C’est pourquoi, sur le plan de la « dawa » et de la propagande, nous devons, vous devez, leur répondre par la discussion, les arguments et en ayant une bonne connaissance de l’islam. Les musulmans éduqués ont plus spécialement le devoir de renforcer leur compréhension du Coran afin d’être capables de faire face aux Frères musulmans. Je suggérerais aux musulmans d’appeler cela « le jihad des mots pour la paix et la raison ».
C’est un travail difficile mais prioritaire compte tenu de la pression de l’idéologie des Frères musulmans à travers le monde.
… et leur violence?
Il semble plus facile d’affronter les Frères musulmans sur le terrain de la violence terroriste.

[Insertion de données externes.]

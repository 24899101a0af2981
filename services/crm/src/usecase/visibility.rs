//! Level-based visibility.
//!
//! The four hierarchy rules live in a fixed policy table keyed by level, one
//! pure function per level, so each rule is unit-testable on its own and no
//! call site re-branches on level.

use uuid::Uuid;

use cierre_domain::level::UserLevel;

use crate::domain::repository::UserRepository;
use crate::domain::types::{Company, User};
use crate::error::CrmServiceError;

type LevelPolicy = fn(&User, &[User]) -> Vec<User>;

fn admin_sees_everyone(_requester: &User, all: &[User]) -> Vec<User> {
    all.to_vec()
}

fn leader_sees_team(requester: &User, all: &[User]) -> Vec<User> {
    all.iter()
        .filter(|u| {
            u.id == requester.id
                || (requester.team_id.is_some() && u.team_id == requester.team_id)
        })
        .cloned()
        .collect()
}

fn manager_sees_direct_reports(requester: &User, all: &[User]) -> Vec<User> {
    all.iter()
        .filter(|u| u.id == requester.id || u.manager_id == Some(requester.id))
        .cloned()
        .collect()
}

fn contributor_sees_self(requester: &User, all: &[User]) -> Vec<User> {
    all.iter().filter(|u| u.id == requester.id).cloned().collect()
}

pub fn policy_for(level: UserLevel) -> LevelPolicy {
    match level {
        UserLevel::Admin => admin_sees_everyone,
        UserLevel::TeamLeader => leader_sees_team,
        UserLevel::Manager => manager_sees_direct_reports,
        UserLevel::Contributor => contributor_sees_self,
    }
}

/// Users the requester may see, per their level's policy.
pub fn visible_users(requester: &User, all: &[User]) -> Vec<User> {
    policy_for(requester.level)(requester, all)
}

/// Companies the requester may see: admins see all; otherwise global
/// companies plus those assigned to the requester's team.
pub fn visible_companies(requester: &User, companies: Vec<Company>) -> Vec<Company> {
    if requester.level.is_admin() {
        return companies;
    }
    companies
        .into_iter()
        .filter(|c| {
            c.is_global
                || (requester.team_id.is_some() && c.assigned_team_id == requester.team_id)
        })
        .collect()
}

// ── ResolveVisibleUsers ──────────────────────────────────────────────────────

pub struct ResolveVisibleUsersUseCase<R: UserRepository> {
    pub repo: R,
}

impl<R: UserRepository> ResolveVisibleUsersUseCase<R> {
    /// A missing requester row (deleted between session issuance and this
    /// lookup) fails with `UserNotFound` rather than defaulting to any level.
    pub async fn execute(&self, requester_id: Uuid) -> Result<Vec<User>, CrmServiceError> {
        let requester = self
            .repo
            .find_by_id(requester_id)
            .await?
            .ok_or(CrmServiceError::UserNotFound)?;
        let all = self.repo.find_all().await?;
        Ok(visible_users(&requester, &all))
    }
}
use chrono::{FixedOffset, NaiveDate, Utc};
use rust_decimal::Decimal;
use uuid::Uuid;

use crate::domain::repository::{ExchangeRateRepository, UserRepository};
use crate::domain::types::ExchangeRate;
use crate::error::CrmServiceError;

/// Reference timezone for the one-rate-per-day rule (UTC-3, Buenos Aires).
/// Date-only equality; two writes in the same calendar day hit the same row
/// no matter the server's clock zone.
fn today_reference() -> NaiveDate {
    match FixedOffset::west_opt(3 * 3600) {
        Some(offset) => Utc::now().with_timezone(&offset).date_naive(),
        None => Utc::now().date_naive(),
    }
}

// ── LatestRate ───────────────────────────────────────────────────────────────

pub struct LatestRateUseCase<X: ExchangeRateRepository> {
    pub rates: X,
}

impl<X: ExchangeRateRepository> LatestRateUseCase<X> {
    pub async fn execute(&self) -> Result<ExchangeRate, CrmServiceError> {
        self.rates
            .latest()
            .await?
            .ok_or(CrmServiceError::RateUnavailable)
    }
}

// ── RecordRate ───────────────────────────────────────────────────────────────

pub struct RecordRateInput {
    pub usd_to_ars: Decimal,
    pub source: String,
}

pub struct RecordRateUseCase<X: ExchangeRateRepository, U: UserRepository> {
    pub rates: X,
    pub users: U,
}

impl<X: ExchangeRateRepository, U: UserRepository> RecordRateUseCase<X, U> {
    /// Upsert-on-today: a second write on the same reference-timezone day
    /// overwrites today's row instead of inserting a duplicate.
    pub async fn execute(
        &self,
        actor_id: Uuid,
        input: RecordRateInput,
    ) -> Result<ExchangeRate, CrmServiceError> {
        let actor = self
            .users
            .find_by_id(actor_id)
            .await?
            .ok_or(CrmServiceError::UserNotFound)?;
        if !actor.level.is_admin() {
            return Err(CrmServiceError::Forbidden);
        }
        if input.usd_to_ars <= Decimal::ZERO {
            return Err(CrmServiceError::Validation("rate must be positive".to_owned()));
        }
        let today = today_reference();
        if let Some(existing) = self.rates.find_by_date(today).await? {
            let updated = ExchangeRate {
                usd_to_ars: input.usd_to_ars,
                source: input.source,
                ..existing
            };
            self.rates.update(&updated).await?;
            return Ok(updated);
        }
        let rate = ExchangeRate {
            id: Uuid::now_v7(),
            date: today,
            usd_to_ars: input.usd_to_ars,
            source: input.source,
            created_at: Utc::now(),
        };
        self.rates.create(&rate).await?;
        Ok(rate)
    }
}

En fait, ce n’est pas le cas.
- Parce que nous souffrons d’une faiblesse sur ce terrain. Le mot terroriste est parfois utilisé avec des intentions de propagande par nos hommes politiques. Aussi perdons-nous de la crédibilité.
- Il est souvent difficile d’apprécier la différence entre terrorisme et violence légitime contre un pouvoir tyrannique.
- Les coupables de certains actes terroristes peuvent être hors d’atteinte pour des raisons géographiques ou politiques.
- Les Frères musulmans ne sont pas stupides et ont acquis de l’expérience en un siècle d’existence. Ils savent très bien comment se dissimuler, compartimenter leurs organisations, diviser leurs activités, utiliser des mots à double sens abusant ainsi les Occidentaux qui ne sont pas bien entraînés pour leur faire face.
Je vais ajouter un point : pour nous protéger, nous et le reste du monde, de la « dawa » et de la propagande des Frères musulmans et des autres groupes fondamentalistes, nous devons nous efforcer d’être plus justes.
A chaque fois que nous soutenons l’injustice au nom de l’intérêt ou par lâcheté, nous donnons aux Frères musulmans des arguments pour dénigrer notre système et renforcer leur idéologie. Bien sûr, nous ne serons jamais parfaits, mais je fais allusion à des comportements habituels et parfois très ancrés dans nos usages.
Merci d’avoir eu la patience de m’écouter. J’espère que j’ai porté à votre attention quelques points d’importance pour vous aider à construire votre réflexion.